**Task requirements:**
Return a copy of each line in the listing that includes the word "debug".

---------- Data ----------

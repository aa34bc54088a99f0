//! Connection lifecycle.
//!
//! A [`ConnectionSession`] owns the device handle and its single reader and writer, runs the
//! read loop as a tokio task and publishes [`SessionEvent`]s on a flume channel. States move
//! `idle → connecting → connected → disconnecting → idle`; `error` is entered from
//! `connecting` or `connected` and always ends in `idle` once cleanup ran.

mod cleanup;
mod error;
mod read_loop;
mod state;

pub use error::SessionError;
pub use state::{ConnectionState, SessionEvent};

use parking_lot::Mutex;
use std::sync::{
    atomic::{AtomicBool, AtomicU64, Ordering},
    Arc,
};
use tokio::sync::watch;

use cellscope_protocol::{validate, RecordFramer, RecordParser, Utf8StreamDecoder};

use crate::{
    config::SessionConfig,
    transport::{DeviceTransport, TransportError},
};
use cleanup::{ReadLoop, Resources};

struct StreamState {
    decoder: Utf8StreamDecoder,
    framer: RecordFramer,
}

struct Shared {
    transport: Arc<dyn DeviceTransport>,
    config: SessionConfig,
    parser: RecordParser,
    state: Mutex<ConnectionState>,
    connecting: AtomicBool,
    disconnecting: AtomicBool,
    // bumped on every successful connect, lets a stale recovery task know it is stale
    generation: AtomicU64,
    resources: tokio::sync::Mutex<Resources>,
    stream: Mutex<StreamState>,
    events: flume::Sender<SessionEvent>,
}

/// One device connection. Cheap to clone; clones share the same session.
#[derive(Clone)]
pub struct ConnectionSession {
    shared: Arc<Shared>,
}

impl ConnectionSession {
    pub fn new(
        transport: Arc<dyn DeviceTransport>,
        config: SessionConfig,
    ) -> (Self, flume::Receiver<SessionEvent>) {
        let (events, rx) = flume::unbounded();
        let shared = Shared {
            transport,
            parser: RecordParser::new(config.thresholds),
            stream: Mutex::new(StreamState {
                decoder: Utf8StreamDecoder::new(),
                framer: RecordFramer::new(config.buffer_cap),
            }),
            config,
            state: Mutex::new(ConnectionState::Idle),
            connecting: AtomicBool::new(false),
            disconnecting: AtomicBool::new(false),
            generation: AtomicU64::new(0),
            resources: tokio::sync::Mutex::new(Resources::default()),
            events,
        };
        (
            Self {
                shared: Arc::new(shared),
            },
            rx,
        )
    }

    pub fn state(&self) -> ConnectionState {
        *self.shared.state.lock()
    }

    pub fn is_connected(&self) -> bool {
        self.state() == ConnectionState::Connected
    }

    pub fn is_disconnecting(&self) -> bool {
        self.shared.disconnecting.load(Ordering::SeqCst)
    }

    pub fn config(&self) -> &SessionConfig {
        &self.shared.config
    }

    /// Bytes of the partial record currently waiting for its separator.
    pub fn buffered_len(&self) -> usize {
        self.shared.stream.lock().framer.buffered_len()
    }

    /// Acquire the device and start reading.
    ///
    /// A no-op when already connected. Rejected with [`SessionError::Busy`] while another
    /// connect or a disconnect is running. On failure the session passes through `error`,
    /// releases whatever it had acquired and settles in `idle`.
    pub async fn connect(&self) -> Result<(), SessionError> {
        if !self.shared.transport.is_available() {
            log::warn!("Connect refused: transport unavailable");
            return Err(SessionError::TransportUnsupported);
        }
        if self.is_disconnecting() {
            log::warn!("Connect ignored: disconnect in progress");
            return Err(SessionError::Busy(ConnectionState::Disconnecting));
        }
        if self
            .shared
            .connecting
            .compare_exchange(false, true, Ordering::SeqCst, Ordering::SeqCst)
            .is_err()
        {
            log::warn!("Connect ignored: already connecting");
            return Err(SessionError::Busy(ConnectionState::Connecting));
        }

        let result = self.establish().await;
        self.shared.connecting.store(false, Ordering::SeqCst);
        result
    }

    async fn establish(&self) -> Result<(), SessionError> {
        let mut res = self.shared.resources.lock().await;
        if self.state() == ConnectionState::Connected {
            log::debug!("Already connected");
            return Ok(());
        }
        if !res.is_empty() {
            log::info!("Releasing resources left over from a previous connection");
            res.release_all(self.shared.config.settle_delay()).await;
            self.reset_stream();
        }

        self.set_state(ConnectionState::Connecting, None);
        match self.acquire(&mut res).await {
            Ok(()) => Ok(()),
            Err(err) => {
                log::error!("{err}");
                self.set_state(ConnectionState::Error, Some(err.to_string()));
                res.release_all(self.shared.config.settle_delay()).await;
                self.reset_stream();
                self.set_state(ConnectionState::Idle, None);
                Err(err)
            }
        }
    }

    async fn acquire(&self, res: &mut Resources) -> Result<(), SessionError> {
        let params = self.shared.config.serial_params();
        let handle = res
            .handle
            .insert(self.shared.transport.request_handle().await?);
        let name = handle.name();
        handle.open(&params).await?;
        res.reader = Some(handle.reader()?);
        res.writer = Some(handle.writer()?);
        let reader = res.reader.take().ok_or(TransportError::NotOpen)?;

        let generation = self.shared.generation.fetch_add(1, Ordering::SeqCst) + 1;
        let (stop_tx, stop_rx) = watch::channel(false);
        self.set_state(
            ConnectionState::Connected,
            Some(format!("connected to {name} at {} baud", params.baud_rate)),
        );
        let task = tokio::spawn(read_loop::run(self.clone(), reader, stop_rx, generation));
        res.read_loop = Some(ReadLoop { stop_tx, task });
        Ok(())
    }

    /// Stop reading and release the device. Safe from any state; a call made while another
    /// disconnect is running returns without doing anything.
    pub async fn disconnect(&self) {
        if !self.teardown(None).await {
            log::debug!("Disconnect already in progress");
        }
    }

    /// Runs the cleanup sequence and lands in `idle`. With `expected` set, only tears down if
    /// that connection is still the current one.
    async fn teardown(&self, expected: Option<u64>) -> bool {
        if self
            .shared
            .disconnecting
            .compare_exchange(false, true, Ordering::SeqCst, Ordering::SeqCst)
            .is_err()
        {
            return false;
        }

        let mut res = self.shared.resources.lock().await;
        if let Some(generation) = expected {
            if generation != self.shared.generation.load(Ordering::SeqCst) {
                log::debug!("Skipping recovery of connection #{generation}, already replaced");
                self.shared.disconnecting.store(false, Ordering::SeqCst);
                return false;
            }
        }

        log::info!("Disconnecting");
        *self.shared.state.lock() = ConnectionState::Disconnecting;
        let failures = res.release_all(self.shared.config.settle_delay()).await;
        drop(res);
        self.reset_stream();
        if failures > 0 {
            log::warn!("Disconnect finished with {failures} failed cleanup step(s)");
        }

        self.set_state(ConnectionState::Idle, None);
        self.shared.disconnecting.store(false, Ordering::SeqCst);
        true
    }

    /// Tear down after the read loop ended on its own. Spawned because the loop itself is
    /// joined during teardown.
    fn recover(&self, generation: u64) {
        let session = self.clone();
        tokio::spawn(async move {
            session.teardown(Some(generation)).await;
        });
    }

    /// The stream is gone but teardown has not run yet: stop reporting `connected` so writes
    /// are refused and a new `connect()` cleans up instead of short-circuiting.
    fn mark_link_down(&self) {
        let mut state = self.shared.state.lock();
        if *state == ConnectionState::Connected {
            *state = ConnectionState::Disconnecting;
        }
    }

    pub async fn write(&self, data: &[u8]) -> Result<(), SessionError> {
        let state = self.state();
        if state != ConnectionState::Connected || self.is_disconnecting() {
            return Err(SessionError::WriteRejected(format!("session is {state}")));
        }
        let mut res = self.shared.resources.lock().await;
        let writer = res
            .writer
            .as_mut()
            .ok_or_else(|| SessionError::WriteRejected("no writer bound".to_string()))?;
        writer
            .write(data)
            .await
            .map_err(|err| SessionError::WriteRejected(err.to_string()))
    }

    fn ingest(&self, bytes: &[u8]) {
        let records = {
            let mut stream = self.shared.stream.lock();
            let text = stream.decoder.decode(bytes);
            stream.framer.feed(&text)
        };

        for record in records {
            let reading = self.shared.parser.parse(&record);
            if !validate(&reading) {
                log::warn!("Dropping malformed record ({} bytes)", record.len());
                continue;
            }
            log::debug!(
                "Reading: {} cells, total {:.3} V",
                reading.cells.len(),
                reading.total_voltage
            );
            if self.shared.events.send(SessionEvent::Reading(reading)).is_err() {
                log::debug!("No event consumer left, reading dropped");
            }
        }
    }

    fn reset_stream(&self) {
        let mut stream = self.shared.stream.lock();
        stream.framer.reset();
        stream.decoder.reset();
    }

    fn set_state(&self, state: ConnectionState, message: Option<String>) {
        let previous = std::mem::replace(&mut *self.shared.state.lock(), state);
        match &message {
            Some(message) => log::info!("Session {previous} -> {state}: {message}"),
            None => log::info!("Session {previous} -> {state}"),
        }
        let _ = self
            .shared
            .events
            .send(SessionEvent::StateChanged { state, message });
    }
}

#[cfg(test)]
mod tests {
    use super::*;
    use crate::transport::MemoryTransport;
    use std::time::Duration;

    fn session_on(
        transport: &MemoryTransport,
    ) -> (ConnectionSession, flume::Receiver<SessionEvent>) {
        let config = SessionConfig::default().with_settle_delay(Duration::ZERO);
        ConnectionSession::new(Arc::new(transport.clone()), config)
    }

    async fn wait_for_loop_exit(session: &ConnectionSession) {
        for _ in 0..200 {
            let finished = session
                .shared
                .resources
                .lock()
                .await
                .read_loop
                .as_ref()
                .is_some_and(|read_loop| read_loop.task.is_finished());
            if finished {
                return;
            }
            tokio::time::sleep(Duration::from_millis(5)).await;
        }
        panic!("read loop did not exit");
    }

    /// Ends the read loop with `end_stream` while automatic recovery is held off, leaving the
    /// resources of the dead connection behind.
    async fn leave_stale_connection(session: &ConnectionSession, end_stream: impl FnOnce()) {
        session.shared.disconnecting.store(true, Ordering::SeqCst);
        end_stream();
        wait_for_loop_exit(session).await;
        // the spawned recovery sees the flag and gives up
        tokio::time::sleep(Duration::from_millis(20)).await;
        session.shared.disconnecting.store(false, Ordering::SeqCst);
        assert!(!session.shared.resources.lock().await.is_empty());
    }

    #[tokio::test]
    async fn test_connect_releases_stale_resources() {
        let (transport, feed) = MemoryTransport::new();
        let (session, events) = session_on(&transport);
        session.connect().await.unwrap();

        leave_stale_connection(&session, || {
            feed.fail("line noise");
        })
        .await;
        assert_eq!(session.state(), ConnectionState::Error);
        assert!(transport.is_open());

        // a second open only succeeds once the old handle was closed
        session.connect().await.unwrap();
        assert!(session.is_connected());
        let stats = transport.stats();
        assert_eq!(stats.opens, 2);
        assert_eq!(stats.closes, 1);
        assert_eq!(stats.reader_cancels, 1);
        assert_eq!(stats.writer_closes, 1);

        let states: Vec<ConnectionState> = events.try_iter().filter_map(|e| e.state()).collect();
        assert_eq!(
            states,
            vec![
                ConnectionState::Connecting,
                ConnectionState::Connected,
                ConnectionState::Error,
                ConnectionState::Connecting,
                ConnectionState::Connected,
            ]
        );
        session.disconnect().await;
        assert_eq!(transport.stats().closes, 2);
    }

    #[tokio::test]
    async fn test_ended_stream_is_not_reported_connected() {
        let (transport, feed) = MemoryTransport::new();
        let (session, _events) = session_on(&transport);
        session.connect().await.unwrap();

        leave_stale_connection(&session, || {
            feed.end();
        })
        .await;
        assert_eq!(session.state(), ConnectionState::Disconnecting);
        assert!(!session.is_connected());
        assert!(matches!(
            session.write(b"r").await,
            Err(SessionError::WriteRejected(_))
        ));

        session.connect().await.unwrap();
        assert_eq!(transport.stats().opens, 2);
        assert!(session.is_connected());
        session.disconnect().await;
    }
}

----------

**Result:**
            log::debug!("Already connected");
            log::debug!("Disconnect already in progress");
                log::debug!("Skipping recovery of connection #{generation}, already replaced");
            log::debug!(
                log::debug!("No event consumer left, reading dropped");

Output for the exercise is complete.